The move follows President Donald Trump’s executive order last year directing the DOJ to move toward rescheduling.
“The Department of Justice is delivering on President Trump’s promise to expand Americans’ access to medical treatment options,” Blanche said in a statement. “This rescheduling action allows for research on the safety and efficacy of this substance, ultimately providing patients with better care and doctors with more reliable information.”
The order applies to state-licensed medical marijuana products in the states that allow medicinal use of the drug.
The move means those businesses can deduct business expenses from their federal taxes and researchers have access to state-legal products. As a Schedule I drug, only cannabis grown in a federal facility could be studied, severely limiting the supply available to researchers.

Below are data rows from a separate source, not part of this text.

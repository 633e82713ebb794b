//! Jones-valued leaf functions.

use crate::algebra::jones::{self, real, Jones};
use crate::algebra::pauli::{coherency, hermitian, sigma, unitary};
use crate::algebra::Stokes;
use crate::error::{JonesFitError, Result};
use crate::interface::{parse_value, Configurable, Interface};
use crate::parameters::{Parameter, ParameterSet};

use super::arena::{Arena, NodeId};
use super::leaf::Complex2Leaf;

fn basis(axis: usize) -> [f64; 3] {
    let mut n = [0.0; 3];
    n[axis] = 1.0;
    n
}

fn axis_index(axis: &[f64; 3]) -> usize {
    axis.iter().position(|&c| c != 0.0).unwrap_or(0)
}

fn set_axis(axis: &mut [f64; 3], text: &str) -> Result<()> {
    let index: usize = parse_value("axis", text)?;
    if index > 2 {
        return Err(JonesFitError::InvalidParameter(format!("axis {} not in 0..3", index)));
    }
    *axis = basis(index);
    Ok(())
}

fn vector_parameters(prefix: &str, description: &str) -> ParameterSet {
    (1..=3).fold(ParameterSet::new(), |set, k| {
        set.with(Parameter::new(&format!("{}_{}", prefix, k), 0.0).with_description(description))
    })
}

/// Scalar gain `G I`.
#[derive(Debug, Clone, Copy, Default)]
pub struct Gain;

impl Complex2Leaf for Gain {
    fn name(&self) -> &'static str {
        "Gain"
    }

    fn parameters(&self) -> ParameterSet {
        ParameterSet::new().with(Parameter::new("gain", 1.0).with_description("scalar gain"))
    }

    fn evaluate(&self, params: &[f64], grad: Option<&mut [Jones]>) -> Jones {
        if let Some(grad) = grad {
            grad[0] = jones::identity();
        }
        jones::identity().map(|z| z * params[0])
    }
}

/// Hermitian boost `cosh(beta) I + sinh(beta) b.sigma/|b|` with `beta = |b|`.
#[derive(Debug, Clone, Copy, Default)]
pub struct Boost;

impl Complex2Leaf for Boost {
    fn name(&self) -> &'static str {
        "Boost"
    }

    fn parameters(&self) -> ParameterSet {
        vector_parameters("b", "boost component")
    }

    fn evaluate(&self, params: &[f64], grad: Option<&mut [Jones]>) -> Jones {
        let b = [params[0], params[1], params[2]];
        let beta = b.iter().map(|x| x * x).sum::<f64>().sqrt();
        let cosh = beta.cosh();
        let sinhc = if beta == 0.0 { 1.0 } else { beta.sinh() / beta };

        if let Some(grad) = grad {
            let dsinhc = if beta == 0.0 { 0.0 } else { (cosh - sinhc) / beta };
            for i in 0..3 {
                let unit = if beta == 0.0 { 0.0 } else { b[i] / beta };
                let mut dvec = [0.0; 3];
                for k in 0..3 {
                    dvec[k] = dsinhc * unit * b[k];
                }
                dvec[i] += sinhc;
                grad[i] = hermitian(sinhc * b[i], dvec);
            }
        }

        hermitian(cosh, [sinhc * b[0], sinhc * b[1], sinhc * b[2]])
    }
}

/// Boost about a fixed axis of the Poincare sphere.
#[derive(Debug, Clone, Copy)]
pub struct Boost1 {
    /// Unit vector of the boost axis
    pub axis: [f64; 3],
}

impl Boost1 {
    /// Boost about Stokes axis `k` (0 = Q, 1 = U, 2 = V).
    pub fn about(k: usize) -> Self {
        Self { axis: basis(k.min(2)) }
    }
}

impl Default for Boost1 {
    fn default() -> Self {
        Self::about(0)
    }
}

impl Complex2Leaf for Boost1 {
    fn name(&self) -> &'static str {
        "Boost1"
    }

    fn parameters(&self) -> ParameterSet {
        ParameterSet::new().with(Parameter::new("beta", 0.0).with_description("boost about axis"))
    }

    fn evaluate(&self, params: &[f64], grad: Option<&mut [Jones]>) -> Jones {
        let beta = params[0];
        let n = self.axis;
        if let Some(grad) = grad {
            let c = beta.cosh();
            grad[0] = hermitian(beta.sinh(), [c * n[0], c * n[1], c * n[2]]);
        }
        let s = beta.sinh();
        hermitian(beta.cosh(), [s * n[0], s * n[1], s * n[2]])
    }
}

impl Configurable for Boost1 {
    fn interface() -> Interface<Self> {
        Interface::<Boost1>::new().add(
            "axis",
            "Stokes axis index (0=Q, 1=U, 2=V)",
            |b| axis_index(&b.axis).to_string(),
            |b, text| set_axis(&mut b.axis, text),
        )
    }
}

/// Unitary rotation `cos(phi) I + i sin(phi) r.sigma/|r|` with `phi = |r|`.
#[derive(Debug, Clone, Copy, Default)]
pub struct Rotation;

impl Complex2Leaf for Rotation {
    fn name(&self) -> &'static str {
        "Rotation"
    }

    fn parameters(&self) -> ParameterSet {
        vector_parameters("r", "rotation component")
    }

    fn evaluate(&self, params: &[f64], grad: Option<&mut [Jones]>) -> Jones {
        let r = [params[0], params[1], params[2]];
        let phi = r.iter().map(|x| x * x).sum::<f64>().sqrt();
        let cos = phi.cos();
        let sinc = if phi == 0.0 { 1.0 } else { phi.sin() / phi };

        if let Some(grad) = grad {
            let dsinc = if phi == 0.0 { 0.0 } else { (cos - sinc) / phi };
            for i in 0..3 {
                let unit = if phi == 0.0 { 0.0 } else { r[i] / phi };
                let mut dvec = [0.0; 3];
                for k in 0..3 {
                    dvec[k] = dsinc * unit * r[k];
                }
                dvec[i] += sinc;
                grad[i] = unitary(-r[i] * sinc, dvec);
            }
        }

        unitary(cos, [sinc * r[0], sinc * r[1], sinc * r[2]])
    }
}

/// Rotation about a fixed axis of the Poincare sphere.
#[derive(Debug, Clone, Copy)]
pub struct Rotation1 {
    /// Unit vector of the rotation axis
    pub axis: [f64; 3],
}

impl Rotation1 {
    /// Rotation about Stokes axis `k` (0 = Q, 1 = U, 2 = V).
    pub fn about(k: usize) -> Self {
        Self { axis: basis(k.min(2)) }
    }
}

impl Default for Rotation1 {
    fn default() -> Self {
        Self::about(0)
    }
}

impl Complex2Leaf for Rotation1 {
    fn name(&self) -> &'static str {
        "Rotation1"
    }

    fn parameters(&self) -> ParameterSet {
        ParameterSet::new().with(Parameter::new("phi", 0.0).with_description("rotation about axis"))
    }

    fn evaluate(&self, params: &[f64], grad: Option<&mut [Jones]>) -> Jones {
        let phi = params[0];
        let n = self.axis;
        let (sin, cos) = phi.sin_cos();
        if let Some(grad) = grad {
            grad[0] = unitary(-sin, [cos * n[0], cos * n[1], cos * n[2]]);
        }
        unitary(cos, [sin * n[0], sin * n[1], sin * n[2]])
    }
}

impl Configurable for Rotation1 {
    fn interface() -> Interface<Self> {
        Interface::<Rotation1>::new().add(
            "axis",
            "Stokes axis index (0=Q, 1=U, 2=V)",
            |r| axis_index(&r.axis).to_string(),
            |r, text| set_axis(&mut r.axis, text),
        )
    }
}

/// Coherency matrix of a partially polarized state, parameterized by its Stokes vector.
#[derive(Debug, Clone, Copy)]
pub struct Coherency {
    /// Initial Stokes parameters
    pub stokes: Stokes<f64>,
}

impl Coherency {
    /// A state with the given initial Stokes parameters.
    pub fn new(stokes: Stokes<f64>) -> Self {
        Self { stokes }
    }
}

impl Default for Coherency {
    fn default() -> Self {
        Self::new(Stokes::new(1.0, 0.0, 0.0, 0.0))
    }
}

impl Complex2Leaf for Coherency {
    fn name(&self) -> &'static str {
        "Coherency"
    }

    fn parameters(&self) -> ParameterSet {
        ["I", "Q", "U", "V"]
            .iter()
            .enumerate()
            .fold(ParameterSet::new(), |set, (k, name)| {
                set.with(Parameter::new(name, self.stokes[k]).with_description("Stokes parameter"))
            })
    }

    fn evaluate(&self, params: &[f64], grad: Option<&mut [Jones]>) -> Jones {
        if let Some(grad) = grad {
            for (k, g) in grad.iter_mut().enumerate() {
                *g = sigma(k).map(|z| z * 0.5);
            }
        }
        coherency(&Stokes::new(params[0], params[1], params[2], params[3]))
    }
}

/// A fixed Jones matrix with no parameters.
#[derive(Debug, Clone, Copy)]
pub struct Constant {
    /// The value
    pub value: Jones,
}

impl Constant {
    /// A constant with the given value.
    pub fn new(value: Jones) -> Self {
        Self { value }
    }
}

impl Default for Constant {
    fn default() -> Self {
        Self::new(jones::identity())
    }
}

impl Complex2Leaf for Constant {
    fn name(&self) -> &'static str {
        "Constant"
    }

    fn parameters(&self) -> ParameterSet {
        ParameterSet::new()
    }

    fn evaluate(&self, _params: &[f64], _grad: Option<&mut [Jones]>) -> Jones {
        self.value
    }
}

/// Elementwise Jones matrix with a real (0,0) element (7 parameters).
///
/// Parameters are `j00`, then the real and imaginary parts of `j01`, `j10`
/// and `j11`. The initial value is the identity.
#[derive(Debug, Clone, Copy, Default)]
pub struct Elements;

const ELEMENT_NAMES: [&str; 7] = ["j00", "j01_re", "j01_im", "j10_re", "j10_im", "j11_re", "j11_im"];

// (row, col, imaginary) of each parameter
const ELEMENT_SLOTS: [(usize, usize, bool); 7] = [
    (0, 0, false),
    (0, 1, false),
    (0, 1, true),
    (1, 0, false),
    (1, 0, true),
    (1, 1, false),
    (1, 1, true),
];

impl Complex2Leaf for Elements {
    fn name(&self) -> &'static str {
        "Elements"
    }

    fn parameters(&self) -> ParameterSet {
        ELEMENT_NAMES.iter().fold(ParameterSet::new(), |set, name| {
            let value = if *name == "j00" || *name == "j11_re" { 1.0 } else { 0.0 };
            set.with(Parameter::new(name, value).with_description("Jones matrix element"))
        })
    }

    fn evaluate(&self, params: &[f64], grad: Option<&mut [Jones]>) -> Jones {
        let unit = |imaginary: bool| if imaginary { num_complex::Complex64::i() } else { real(1.0) };

        let mut value = jones::zero();
        for (k, &(row, col, imaginary)) in ELEMENT_SLOTS.iter().enumerate() {
            value[(row, col)] += unit(imaginary) * params[k];
        }

        if let Some(grad) = grad {
            for (k, &(row, col, imaginary)) in ELEMENT_SLOTS.iter().enumerate() {
                let mut g = jones::zero();
                g[(row, col)] = unit(imaginary);
                grad[k] = g;
            }
        }
        value
    }
}

impl Configurable for Gain {}
impl Configurable for Boost {}
impl Configurable for Rotation {}
impl Configurable for Coherency {}
impl Configurable for Constant {}
impl Configurable for Elements {}

/// The polar decomposition `Gain * Boost * Rotation` of a general Jones matrix.
pub fn polar(arena: &mut Arena) -> Result<NodeId> {
    let gain = arena.add_complex2(Gain);
    let boost = arena.add_complex2(Boost);
    let rotation = arena.add_complex2(Rotation);
    arena.product(&[gain, boost, rotation])
}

The DEA also scheduled a hearing on broader reclassification to begin June 29 and end no later than July 15. That hearing will explore the possibility of rescheduling marijuana products that could include recreational use.

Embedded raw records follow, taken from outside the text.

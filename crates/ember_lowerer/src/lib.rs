//! ember_lowerer: Control-flow lowering of bound function bodies.
//!
//! Rewrites structured statements into a flat list of labels, gotos and
//! conditional gotos:
//! - Nested blocks are flattened
//! - `if` / `else` become conditional jumps over each branch
//! - `while`, `for` and `from-to` become a body label, the loop's continue
//!   label and a conditional jump back to the body
//!
//! Loops keep the break/continue labels the binder generated, so the gotos
//! bound for `break` and `continue` need no rewriting. Ternaries stay
//! expressions.

use ember_binder::bound::BoundFunction;
use ember_binder::operators::BoundBinaryOperator;
use ember_binder::symbol::{FunctionSymbol, VariableSymbol};
use ember_binder::{
    BoundBlockStatement, BoundExpression, BoundExpressionKind, BoundLabel, BoundProgram, BoundStatement, Lowerer,
};
use ember_core::text::TextSpan;
use ember_syntax::{BinaryOperatorKind, LiteralValue};
use std::sync::Arc;

/// Lowers one function body at a time. Generated labels (`label{n}`) and
/// temporaries (`$upper{n}`) are numbered per body.
#[derive(Debug, Default)]
pub struct FlowLowerer {
    label_counter: usize,
    temporary_counter: usize,
}

impl FlowLowerer {
    pub fn new() -> Self {
        Self::default()
    }

    fn generate_label(&mut self) -> BoundLabel {
        self.label_counter += 1;
        BoundLabel::new(format!("label{}", self.label_counter))
    }

    fn lower_statement(&mut self, statement: BoundStatement, out: &mut Vec<BoundStatement>) {
        match statement {
            BoundStatement::Block(block) => {
                for statement in block.statements {
                    self.lower_statement(statement, out);
                }
            }
            BoundStatement::If {
                condition,
                then_statement,
                else_statement,
                span,
            } => self.lower_if(condition, *then_statement, else_statement.map(|s| *s), span, out),
            BoundStatement::While {
                condition,
                body,
                break_label,
                continue_label,
                span,
            } => {
                // goto continue; body: <body>; continue: if cond goto body; break:
                let body_label = self.generate_label();
                out.push(goto(continue_label.clone(), span));
                out.push(label(body_label.clone(), span));
                self.lower_statement(*body, out);
                out.push(label(continue_label, span));
                out.push(goto_if(body_label, condition, true, span));
                out.push(label(break_label, span));
            }
            BoundStatement::For {
                initializer,
                condition,
                update,
                body,
                break_label,
                continue_label,
                span,
            } => {
                let body_label = self.generate_label();
                let check_label = self.generate_label();
                self.lower_statement(*initializer, out);
                out.push(goto(check_label.clone(), span));
                out.push(label(body_label.clone(), span));
                self.lower_statement(*body, out);
                out.push(label(continue_label, span));
                self.lower_statement(*update, out);
                out.push(label(check_label, span));
                out.push(goto_if(body_label, condition, true, span));
                out.push(label(break_label, span));
            }
            BoundStatement::FromTo {
                variable,
                lower_bound,
                upper_bound,
                body,
                break_label,
                continue_label,
                span,
            } => {
                let operators = (
                    BoundBinaryOperator::bind(BinaryOperatorKind::Plus, &variable.ty, &variable.ty),
                    BoundBinaryOperator::bind(BinaryOperatorKind::LessEquals, &variable.ty, &upper_bound.ty),
                );
                let (Some(step), Some(check)) = operators else {
                    tracing::warn!(variable = %variable.name, ty = %variable.ty, "from-to over a non-numeric variable left unlowered");
                    out.push(BoundStatement::FromTo {
                        variable,
                        lower_bound,
                        upper_bound,
                        body,
                        break_label,
                        continue_label,
                        span,
                    });
                    return;
                };
                self.lower_from_to(
                    FromTo {
                        variable,
                        lower_bound,
                        upper_bound,
                        body: *body,
                        break_label,
                        continue_label,
                        span,
                    },
                    step,
                    check,
                    out,
                );
            }
            other => out.push(other),
        }
    }

    fn lower_if(
        &mut self,
        condition: BoundExpression,
        then_statement: BoundStatement,
        else_statement: Option<BoundStatement>,
        span: TextSpan,
        out: &mut Vec<BoundStatement>,
    ) {
        let end_label = self.generate_label();
        match else_statement {
            None => {
                out.push(goto_if(end_label.clone(), condition, false, span));
                self.lower_statement(then_statement, out);
                out.push(label(end_label, span));
            }
            Some(else_statement) => {
                let else_label = self.generate_label();
                out.push(goto_if(else_label.clone(), condition, false, span));
                self.lower_statement(then_statement, out);
                out.push(goto(end_label.clone(), span));
                out.push(label(else_label, span));
                self.lower_statement(else_statement, out);
                out.push(label(end_label, span));
            }
        }
    }

    /// Both bounds are inclusive. The upper bound is evaluated once, into a
    /// temporary, before the first iteration.
    fn lower_from_to(
        &mut self,
        from_to: FromTo,
        step: BoundBinaryOperator,
        check: BoundBinaryOperator,
        out: &mut Vec<BoundStatement>,
    ) {
        let FromTo {
            variable,
            lower_bound,
            upper_bound,
            body,
            break_label,
            continue_label,
            span,
        } = from_to;

        let upper = Arc::new(VariableSymbol::local(
            format!("$upper{}", self.temporary_counter),
            upper_bound.ty.clone(),
        ));
        self.temporary_counter += 1;

        out.push(BoundStatement::VariableDeclaration {
            variable: Arc::clone(&variable),
            initializer: Some(lower_bound),
            span,
        });
        out.push(BoundStatement::VariableDeclaration {
            variable: Arc::clone(&upper),
            initializer: Some(upper_bound),
            span,
        });

        let body_label = self.generate_label();
        let check_label = self.generate_label();
        out.push(goto(check_label.clone(), span));
        out.push(label(body_label.clone(), span));
        self.lower_statement(body, out);
        out.push(label(continue_label, span));

        let one = BoundExpression::new(
            BoundExpressionKind::Literal(LiteralValue::Int(1)),
            variable.ty.clone(),
            span,
        );
        let incremented = binary(variable_expression(&variable, span), step, one, span);
        out.push(BoundStatement::Expression {
            expression: BoundExpression::new(
                BoundExpressionKind::Assignment {
                    variable: Arc::clone(&variable),
                    value: Box::new(incremented),
                },
                variable.ty.clone(),
                span,
            ),
            span,
        });

        out.push(label(check_label, span));
        let condition = binary(variable_expression(&variable, span), check, variable_expression(&upper, span), span);
        out.push(goto_if(body_label, condition, true, span));
        out.push(label(break_label, span));
    }
}

impl Lowerer for FlowLowerer {
    #[tracing::instrument(level = "debug", skip_all, fields(function = %function.name))]
    fn lower(&mut self, function: &FunctionSymbol, body: BoundBlockStatement) -> BoundBlockStatement {
        self.label_counter = 0;
        self.temporary_counter = 0;

        let mut statements = Vec::with_capacity(body.statements.len());
        for statement in body.statements {
            self.lower_statement(statement, &mut statements);
        }
        tracing::debug!(statements = statements.len(), labels = self.label_counter, "lowered body");
        BoundBlockStatement {
            statements,
            span: body.span,
        }
    }
}

/// Lower every body of `program` that the binder left structured: `main`,
/// free functions and class methods. Lambda bodies are lowered while
/// binding and are not visited again.
pub fn lower_program(program: &mut BoundProgram) {
    let mut lowerer = FlowLowerer::new();
    for function in program.bodies_mut() {
        lower_function(&mut lowerer, function);
    }
}

fn lower_function(lowerer: &mut FlowLowerer, function: &mut BoundFunction) {
    let body = std::mem::take(&mut function.body);
    function.body = lowerer.lower(&function.symbol, body);
}

/// A from-to loop taken apart.
struct FromTo {
    variable: Arc<VariableSymbol>,
    lower_bound: BoundExpression,
    upper_bound: BoundExpression,
    body: BoundStatement,
    break_label: BoundLabel,
    continue_label: BoundLabel,
    span: TextSpan,
}

fn label(label: BoundLabel, span: TextSpan) -> BoundStatement {
    BoundStatement::Label { label, span }
}

fn goto(label: BoundLabel, span: TextSpan) -> BoundStatement {
    BoundStatement::Goto { label, span }
}

fn goto_if(label: BoundLabel, condition: BoundExpression, jump_if_true: bool, span: TextSpan) -> BoundStatement {
    BoundStatement::ConditionalGoto {
        label,
        condition,
        jump_if_true,
        span,
    }
}

fn variable_expression(variable: &Arc<VariableSymbol>, span: TextSpan) -> BoundExpression {
    BoundExpression::new(BoundExpressionKind::Variable(Arc::clone(variable)), variable.ty.clone(), span)
}

fn binary(
    left: BoundExpression,
    operator: BoundBinaryOperator,
    right: BoundExpression,
    span: TextSpan,
) -> BoundExpression {
    let ty = operator.result_type.clone();
    BoundExpression::new(
        BoundExpressionKind::Binary {
            left: Box::new(left),
            operator,
            right: Box::new(right),
        },
        ty,
        span,
    )
}

#[cfg(test)]
mod tests {
    use super::*;
    use ember_binder::TypeSymbol;

    #[test]
    fn test_labels_restart_per_body() {
        let mut lowerer = FlowLowerer::new();
        lowerer.generate_label();
        lowerer.generate_label();
        let function = FunctionSymbol::new(
            "f",
            Vec::new(),
            TypeSymbol::VOID,
            ember_binder::symbol::FunctionKind::User,
            TextSpan::default(),
        );
        lowerer.lower(&function, BoundBlockStatement::default());
        assert_eq!(lowerer.generate_label().name(), "label1");
    }
}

The order likely has no immediate impact on the difficulty marijuana businesses have had accessing the banking system. Institutions that lend to even state-legal businesses could be prosecuted on federal money laundering charges for offering banking services to businesses that violate federal drug laws.
‘Historic’ shift
Moving a limited number of products from Schedule I, which includes drugs such as heroin and cocaine, to Schedule III, which includes highly regulated prescription drugs such as acetaminophen with codeine, does not satisfy advocates who have called for complete legalization.
But it does represent a major shift in the federal government’s official position on cannabis, several pro-legalization groups said.
“It’s historic because the federal government, historically, has denied the existence of medical cannabis, even as a concept,” Paul Armentano, the deputy director of the advocacy group the National Organization for the Reform of Marijuana Laws, said in an interview.
The federal government was in recent memory “outright hostile” to medicinal marijuana, Armentano added. The order “finally acknowledges and recognizes not only the legitimacy of marijuana as a medicine, but also the legitimacy of these state programs, and it is trying now to integrate these state programs into our own existing federal regulatory schemes.”
Forty states and the District of Columbia allow medicinal marijuana.
Jasmine Johnson, CEO of Florida-based cannabis company GŪD Essence, wrote in an email that the federal government’s acknowledgement of cannabis’ legitimate medical value was the most important part of the order.
“That shift alone helps move the industry out of decades of stigma and opens the door for expanded research, more institutional participation, and a more rational regulatory framework,” she wrote.
Medicinal vs. recreational
Recreational use will see no immediate changes from the order. In the 24 states in which recreational use, also called adult use, is legal, businesses that sell both medicinal and recreational products may experience confusion.
Chuck Smith, the CEO of Colorado Leads, an industry group, said in a statement that for Colorado cannabis businesses, “the immediate effects of this order are significant but relatively narrow.”
“Hybrid businesses should expect a transitional period in which federally covered medical activity and federally non-covered adult-use activity may be treated differently for registration, tax, and compliance purposes,” Smith said.
Such businesses would likely not see a tax benefit “when it comes to producing and selling, arguably, the products that consist of the majority of their business,” Armentano said.
Ryan Hunter, the chief revenue officer for Colorado-based marijuana company Spherex, called the DOJ order “a very silly announcement,” noting that it created a third regulatory category of a single plant species.
“Though this is all the same plant,” hemp and medical marijuana “are now considered Schedule III substances under the Controlled Substances Act (similar to Tylenol + Codeine),” while non-medical use is still considered Schedule I, he wrote in a statement. “My mind boggles at these arbitrary and artificial distinctions, but here we are.”
Eventual changes
Johnson, the Florida CEO, said she expected regulators to eventually merge how they treat different uses of the drug.
“The distinction between medicinal and recreational use has always been more regulatory than practical. From an operator’s standpoint, the same plant, supply chain, and compliance standards exist regardless of how it’s categorized,” she wrote.
“Over time, we’ll likely see a continued shift toward a more unified framework that reflects how consumers actually engage with cannabis, rather than maintaining rigid distinctions that complicate operations.”